Le narcisse noir
Afin de satisfaire la requête d’un seigneur local, cinq nonnes quittent leur couvent de Calcutta pour Mopu au Népal. Elles s’installent alors dans un ancien harem qu’elles transforment en dispensaire. Sœur Clodagh (Deborah Kerr), sur laquelle repose l’organisation de la communauté, est en désaccord permanent avec Dean (David Farrar), un agent anglais censé l’épauler durant sa mission. Isolées, perchées au sommet du monde, les sœurs négligent peu à peu leurs principaux objectifs et l’atmosphère se dégrade inexorablement.
Chef‑d’œuvre d’expérimentation formelle, Le narcisse noir impressionne d’abord par le mimétisme de ses décors factices (la quasi‑totalité des séquences ont été tournées dans les studios londoniens) et le déploiement obsessionnel des palettes chromatiques. Ainsi, l’insoutenable solitude et les conflits intimes éprouvés par sœur Clodagh et ses acolytes sont indissociables du cadre sauvage, qui les contraint bientôt à la réminiscence (le souvenir d’un amour perdu et l’exaltation de Ruth, interprétée par Kathleen Byron, la menant à la folie).

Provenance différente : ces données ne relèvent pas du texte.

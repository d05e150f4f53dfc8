//! Grammar definitions, load-time validation and built-in languages
//!
//! A grammar document (TOML or JSON) is compiled once into an immutable
//! [`Grammar`]. Every configuration error surfaces here, so tokenizing with a
//! compiled grammar cannot fail because of the grammar itself.

pub mod builtin;
pub mod compiled;
pub mod compiler;
pub mod definition;
pub mod error;
pub mod loader;
pub mod registry;

use crate::config::runtime::GrammarPreferences;
use std::sync::OnceLock;

pub use builtin::{builtin, BUILTIN_LANGUAGES};
pub use compiled::{
    BracketPair, Grammar, GrammarSummary, Rule, State, StateId, StateSummary, TokenAction,
    Transition,
};
pub use definition::{
    BracketDefinition, GrammarDocument, RuleDefinition, TransitionDefinition,
    DEFAULT_INITIAL_STATE, DEFAULT_UNMATCHED_TOKEN,
};
pub use error::GrammarError;
pub use loader::load_grammar_file;
pub use registry::GrammarRegistry;

static PREFERENCES: OnceLock<GrammarPreferences> = OnceLock::new();

/// Set grammar preferences before the first grammar is compiled.
/// Returns false if preferences were already fixed.
pub fn init_preferences(preferences: GrammarPreferences) -> bool {
    PREFERENCES.set(preferences).is_ok()
}

pub fn preferences() -> &'static GrammarPreferences {
    PREFERENCES.get_or_init(GrammarPreferences::default)
}

/// Check that every grammar error code is registered
pub fn init_grammar_logging() -> Result<(), String> {
    use crate::logging::codes;

    let grammar_codes = [
        codes::grammar::PARSE_ERROR,
        codes::grammar::MISSING_INITIAL_STATE,
        codes::grammar::UNKNOWN_TRANSITION_TARGET,
        codes::grammar::EMPTY_STATE,
        codes::grammar::INVALID_PATTERN,
        codes::grammar::INVALID_TOKEN_ACTION,
        codes::grammar::EMPTY_TOKEN_LABEL,
        codes::grammar::MISSING_BRACKETS,
        codes::grammar::INVALID_BRACKET,
        codes::grammar::LIMIT_EXCEEDED,
        codes::grammar::UNSUPPORTED_FORMAT,
        codes::grammar::UNKNOWN_LANGUAGE,
        codes::grammar::UNREACHABLE_STATE,
    ];

    for code in &grammar_codes {
        if codes::get_error_metadata(code.as_str()).is_none() {
            return Err(format!(
                "Grammar code {} not found in metadata registry",
                code.as_str()
            ));
        }
    }

    Ok(())
}
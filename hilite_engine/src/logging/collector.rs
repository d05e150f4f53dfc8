//! Per-file error and warning collection for batch runs

use super::events::LogEvent;
use crate::config::compile_time::logging::MAX_LOG_EVENTS_PER_FILE;
use std::collections::BTreeMap;
use std::fmt::Write;
use std::path::{Path, PathBuf};
use std::sync::Mutex;

/// The file the current thread is working on
#[derive(Debug, Clone, PartialEq, Eq)]
pub struct FileProcessingContext {
    pub file_path: PathBuf,
    pub file_id: usize,
}

/// Counts over every file the collector has seen
#[derive(Debug, Clone, Default, PartialEq, Eq)]
pub struct ProcessingSummary {
    pub files: usize,
    pub clean_files: usize,
    pub files_with_warnings: usize,
    pub files_with_errors: usize,
    pub total_errors: usize,
    pub total_warnings: usize,
}

impl ProcessingSummary {
    pub fn has_errors(&self) -> bool {
        self.total_errors > 0
    }

    pub fn has_warnings(&self) -> bool {
        self.total_warnings > 0
    }
}

/// Errors and warnings grouped by file, in path order
#[derive(Default)]
pub struct ErrorCollector {
    files: Mutex<BTreeMap<PathBuf, Vec<LogEvent>>>,
}

impl ErrorCollector {
    pub fn new() -> Self {
        Self::default()
    }

    /// Register a file so it is counted even if it never logs anything
    pub fn start_file(&self, file_path: &Path) {
        self.files
            .lock()
            .unwrap()
            .entry(file_path.to_path_buf())
            .or_default();
    }

    /// Past `MAX_LOG_EVENTS_PER_FILE` one overflow warning is kept and the
    /// rest are dropped
    pub fn record_event(&self, file_path: &Path, event: LogEvent) {
        let mut files = self.files.lock().unwrap();
        let events = files.entry(file_path.to_path_buf()).or_default();

        match events.len() {
            n if n < MAX_LOG_EVENTS_PER_FILE => events.push(event),
            n if n == MAX_LOG_EVENTS_PER_FILE => events.push(LogEvent::warning(
                None,
                &format!("further events dropped (limit {})", MAX_LOG_EVENTS_PER_FILE),
            )),
            _ => {}
        }
    }

    pub fn file_events(&self, file_path: &Path) -> Vec<LogEvent> {
        self.files
            .lock()
            .unwrap()
            .get(file_path)
            .cloned()
            .unwrap_or_default()
    }

    pub fn summary(&self) -> ProcessingSummary {
        let files = self.files.lock().unwrap();
        let mut summary = ProcessingSummary {
            files: files.len(),
            ..ProcessingSummary::default()
        };

        for events in files.values() {
            let errors = events.iter().filter(|e| e.is_error()).count();
            let warnings = events.iter().filter(|e| e.is_warning()).count();

            match (errors, warnings) {
                (0, 0) => summary.clean_files += 1,
                (0, _) => summary.files_with_warnings += 1,
                _ => summary.files_with_errors += 1,
            }
            summary.total_errors += errors;
            summary.total_warnings += warnings;
        }

        summary
    }

    /// Cargo-style report: a block per file with diagnostics, then totals
    pub fn cargo_style_report(&self) -> String {
        let mut output = String::new();

        {
            let files = self.files.lock().unwrap();
            for (file_path, events) in files.iter() {
                let mut diagnostics = events
                    .iter()
                    .filter(|e| e.is_error() || e.is_warning())
                    .peekable();
                if diagnostics.peek().is_none() {
                    continue;
                }

                let _ = writeln!(output, "Checking {}...", file_path.display());
                for event in diagnostics {
                    write_diagnostic(&mut output, file_path, event);
                }
                output.push('\n');
            }
        }

        let summary = self.summary();
        if summary.has_errors() {
            let _ = writeln!(output, "Total errors: {}", summary.total_errors);
        }
        if summary.has_warnings() {
            let _ = writeln!(output, "Total warnings: {}", summary.total_warnings);
        }
        output
    }
}

fn write_diagnostic(output: &mut String, file_path: &Path, event: &LogEvent) {
    let label = if event.is_error() { "error" } else { "warning" };
    let _ = write!(output, "{}[{}]: {}", label, event.code, event.message);
    if let Some(span) = &event.span {
        let _ = write!(
            output,
            " --> {}:{}:{}",
            file_path.display(),
            span.start().line,
            span.start().column
        );
    }
    output.push('\n');

    if event.is_error() {
        let _ = writeln!(
            output,
            "  = severity: {}, category: {}",
            event.severity(),
            event.category()
        );
    }
    for (key, value) in &event.context {
        if key != "file" && key != "file_id" {
            let _ = writeln!(output, "  = {}: {}", key, value);
        }
    }
    let action = event.recommended_action();
    if event.is_error() && action != "No specific action available" {
        let _ = writeln!(output, "  = help: {}", action);
    }
}

#[cfg(test)]
mod tests {
    use super::*;
    use crate::logging::codes;

    #[test]
    fn test_summary_classifies_files() {
        let collector = ErrorCollector::new();

        collector.record_event(
            Path::new("a.asm"),
            LogEvent::error(codes::tokenizer::UNKNOWN_STATE, "no such state"),
        );
        collector.record_event(Path::new("b.asm"), LogEvent::warning(None, "odd"));
        collector.start_file(Path::new("c.asm"));

        assert_eq!(
            collector.summary(),
            ProcessingSummary {
                files: 3,
                clean_files: 1,
                files_with_warnings: 1,
                files_with_errors: 1,
                total_errors: 1,
                total_warnings: 1,
            }
        );
        assert_eq!(collector.file_events(Path::new("a.asm")).len(), 1);
        assert!(collector.file_events(Path::new("c.asm")).is_empty());
    }

    #[test]
    fn test_per_file_event_limit() {
        let collector = ErrorCollector::new();
        let file_path = Path::new("noisy.asm");

        for _ in 0..MAX_LOG_EVENTS_PER_FILE + 5 {
            collector.record_event(file_path, LogEvent::info("event"));
        }

        let events = collector.file_events(file_path);
        assert_eq!(events.len(), MAX_LOG_EVENTS_PER_FILE + 1);
        assert!(events.last().map(|e| e.is_warning()).unwrap_or(false));
    }

    #[test]
    fn test_cargo_style_report() {
        let collector = ErrorCollector::new();
        collector.start_file(Path::new("clean.toml"));
        collector.record_event(
            Path::new("broken.toml"),
            LogEvent::error(codes::grammar::INVALID_PATTERN, "unclosed group")
                .with_context("state", "root")
                .with_context("file", "broken.toml"),
        );

        let output = collector.cargo_style_report();
        assert!(output.starts_with("Checking broken.toml...\n"));
        assert!(output.contains("error[G005]: unclosed group\n"));
        assert!(output.contains("  = state: root\n"));
        assert!(!output.contains("= file:"));
        assert!(output.contains("  = help: Fix the pattern syntax\n"));
        assert!(!output.contains("clean.toml"));
        assert!(output.ends_with("Total errors: 1\n"));
    }
}
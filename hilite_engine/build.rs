// build.rs - TOML-driven limit generation
use std::env;
use std::fs;
use std::path::Path;

#[derive(serde::Deserialize)]
struct CompileTimeConfig {
    grammar: GrammarLimits,
    tokenizer: TokenizerLimits,
    file_processing: FileProcessingLimits,
    batch_processing: BatchProcessingLimits,
    logging: LoggingLimits,
}

#[derive(serde::Deserialize)]
struct GrammarLimits {
    max_states_per_grammar: usize,
    max_rules_per_state: usize,
    max_pattern_length: usize,
}

#[derive(serde::Deserialize)]
struct TokenizerLimits {
    max_state_stack_depth: usize,
    max_tokenization_line_length: usize,
}

#[derive(serde::Deserialize)]
struct FileProcessingLimits {
    max_file_size: u64,
    large_file_threshold: u64,
    max_line_count: usize,
}

#[derive(serde::Deserialize)]
struct BatchProcessingLimits {
    max_worker_threads: usize,
    max_files_per_batch: usize,
}

#[derive(serde::Deserialize)]
struct LoggingLimits {
    log_buffer_size: usize,
    max_log_events_per_file: usize,
    max_log_message_length: usize,
}

fn main() {
    println!("cargo:rerun-if-changed=build.rs");
    println!("cargo:rerun-if-env-changed=HILITE_BUILD_PROFILE");
    println!("cargo:rerun-if-env-changed=HILITE_CONFIG_DIR");

    let profile = env::var("HILITE_BUILD_PROFILE").unwrap_or_else(|_| "development".to_string());
    let config_dir = env::var("HILITE_CONFIG_DIR").unwrap_or_else(|_| "config".to_string());

    // Workspace root is the parent of hilite_engine
    let manifest_dir = env::var("CARGO_MANIFEST_DIR").unwrap();
    let workspace_root = Path::new(&manifest_dir)
        .parent()
        .expect("Could not find workspace root (parent directory)");

    let config_path = workspace_root
        .join(&config_dir)
        .join(format!("{}.toml", profile));

    println!("cargo:rerun-if-changed={}", config_path.display());

    if !config_path.exists() {
        panic!(
            "Configuration file not found: {}\nLooking for: {}/{}/{}.toml",
            config_path.display(),
            workspace_root.display(),
            config_dir,
            profile
        );
    }

    let config_content = fs::read_to_string(&config_path)
        .unwrap_or_else(|e| panic!("Failed to read {}: {}", config_path.display(), e));

    let config: CompileTimeConfig = toml::from_str(&config_content)
        .unwrap_or_else(|e| panic!("Invalid TOML in {}: {}", config_path.display(), e));

    validate_limits(&config, &profile);
    generate_constants(&config, &profile);
}

fn validate_limits(config: &CompileTimeConfig, profile: &str) {
    const ABSOLUTE_MAX_FILE_SIZE: u64 = 1_000_000_000;
    const ABSOLUTE_MAX_STACK_DEPTH: usize = 10_000;
    const ABSOLUTE_MAX_THREADS: usize = 256;

    if config.file_processing.max_file_size > ABSOLUTE_MAX_FILE_SIZE {
        panic!("LIMITS: max_file_size exceeds absolute maximum");
    }

    if config.file_processing.large_file_threshold > config.file_processing.max_file_size {
        panic!("LIMITS: large_file_threshold must not exceed max_file_size");
    }

    if config.tokenizer.max_state_stack_depth == 0
        || config.tokenizer.max_state_stack_depth > ABSOLUTE_MAX_STACK_DEPTH
    {
        panic!("LIMITS: max_state_stack_depth must be in 1..={}", ABSOLUTE_MAX_STACK_DEPTH);
    }

    if config.tokenizer.max_tokenization_line_length == 0 {
        panic!("LIMITS: max_tokenization_line_length cannot be zero");
    }

    if config.grammar.max_states_per_grammar == 0 || config.grammar.max_rules_per_state == 0 {
        panic!("LIMITS: grammar state and rule limits cannot be zero");
    }

    if config.batch_processing.max_worker_threads == 0
        || config.batch_processing.max_worker_threads > ABSOLUTE_MAX_THREADS
    {
        panic!("LIMITS: max_worker_threads must be in 1..={}", ABSOLUTE_MAX_THREADS);
    }

    if config.logging.max_log_events_per_file > config.logging.log_buffer_size {
        panic!("LIMITS: max_log_events_per_file exceeds log_buffer_size");
    }

    if profile == "production" && config.file_processing.max_file_size > 50_000_000 {
        panic!("PRODUCTION: max_file_size too high for production");
    }
}

fn generate_constants(config: &CompileTimeConfig, profile: &str) {
    let out_dir = env::var("OUT_DIR").unwrap();
    let output_path = Path::new(&out_dir).join("constants.rs");

    let constants_code = format!(
        r#"
// Generated compile-time constants from TOML configuration
// Profile: {}
// DO NOT EDIT - Generated by build.rs

pub mod compile_time {{
    pub mod grammar {{
        pub const MAX_STATES_PER_GRAMMAR: usize = {};
        pub const MAX_RULES_PER_STATE: usize = {};
        pub const MAX_PATTERN_LENGTH: usize = {};
    }}

    pub mod tokenizer {{
        pub const MAX_STATE_STACK_DEPTH: usize = {};
        pub const MAX_TOKENIZATION_LINE_LENGTH: usize = {};
    }}

    pub mod file_processing {{
        pub const MAX_FILE_SIZE: u64 = {};
        pub const LARGE_FILE_THRESHOLD: u64 = {};
        pub const MAX_LINE_COUNT: usize = {};
    }}

    pub mod batch_processing {{
        pub const MAX_WORKER_THREADS: usize = {};
        pub const MAX_FILES_PER_BATCH: usize = {};
    }}

    pub mod logging {{
        pub const LOG_BUFFER_SIZE: usize = {};
        pub const MAX_LOG_EVENTS_PER_FILE: usize = {};
        pub const MAX_LOG_MESSAGE_LENGTH: usize = {};
    }}
}}
"#,
        profile,
        // Grammar
        config.grammar.max_states_per_grammar,
        config.grammar.max_rules_per_state,
        config.grammar.max_pattern_length,
        // Tokenizer
        config.tokenizer.max_state_stack_depth,
        config.tokenizer.max_tokenization_line_length,
        // File Processing
        config.file_processing.max_file_size,
        config.file_processing.large_file_threshold,
        config.file_processing.max_line_count,
        // Batch Processing
        config.batch_processing.max_worker_threads,
        config.batch_processing.max_files_per_batch,
        // Logging
        config.logging.log_buffer_size,
        config.logging.max_log_events_per_file,
        config.logging.max_log_message_length,
    );

    fs::write(output_path, constants_code).unwrap();
}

L’intrusion d’un homme dans ce noyau institutionnel figé, la nature souveraine et torturée (le clocher qui surplombe les précipices, les vents pénétrants, la puissance féline de Jean Simmons, la jeune Indienne incandescente recueillie par les religieuses) sont autant de gouffres pernicieux dans lesquels s’abîment leurs convictions et leur morale. La vallée de la déesse nue, offerte au cosmos, les dépouille alors de leur soutane immaculée pour les rapprocher de leurs projections fantasmatiques (voir la séquence dans laquelle Ruth, ayant renoncé à ses vœux, se pare d’une robe et d’un rouge à lèvres écarlates).
Les cinéastes Michael Powell et Emeric Pressburger (Colonel Blimp) colorisent à outrance le duel entre la vertu et l’éruption des pulsions, et font de leur Narcisse noir une ensorcelante odyssée sensorielle. Sublime.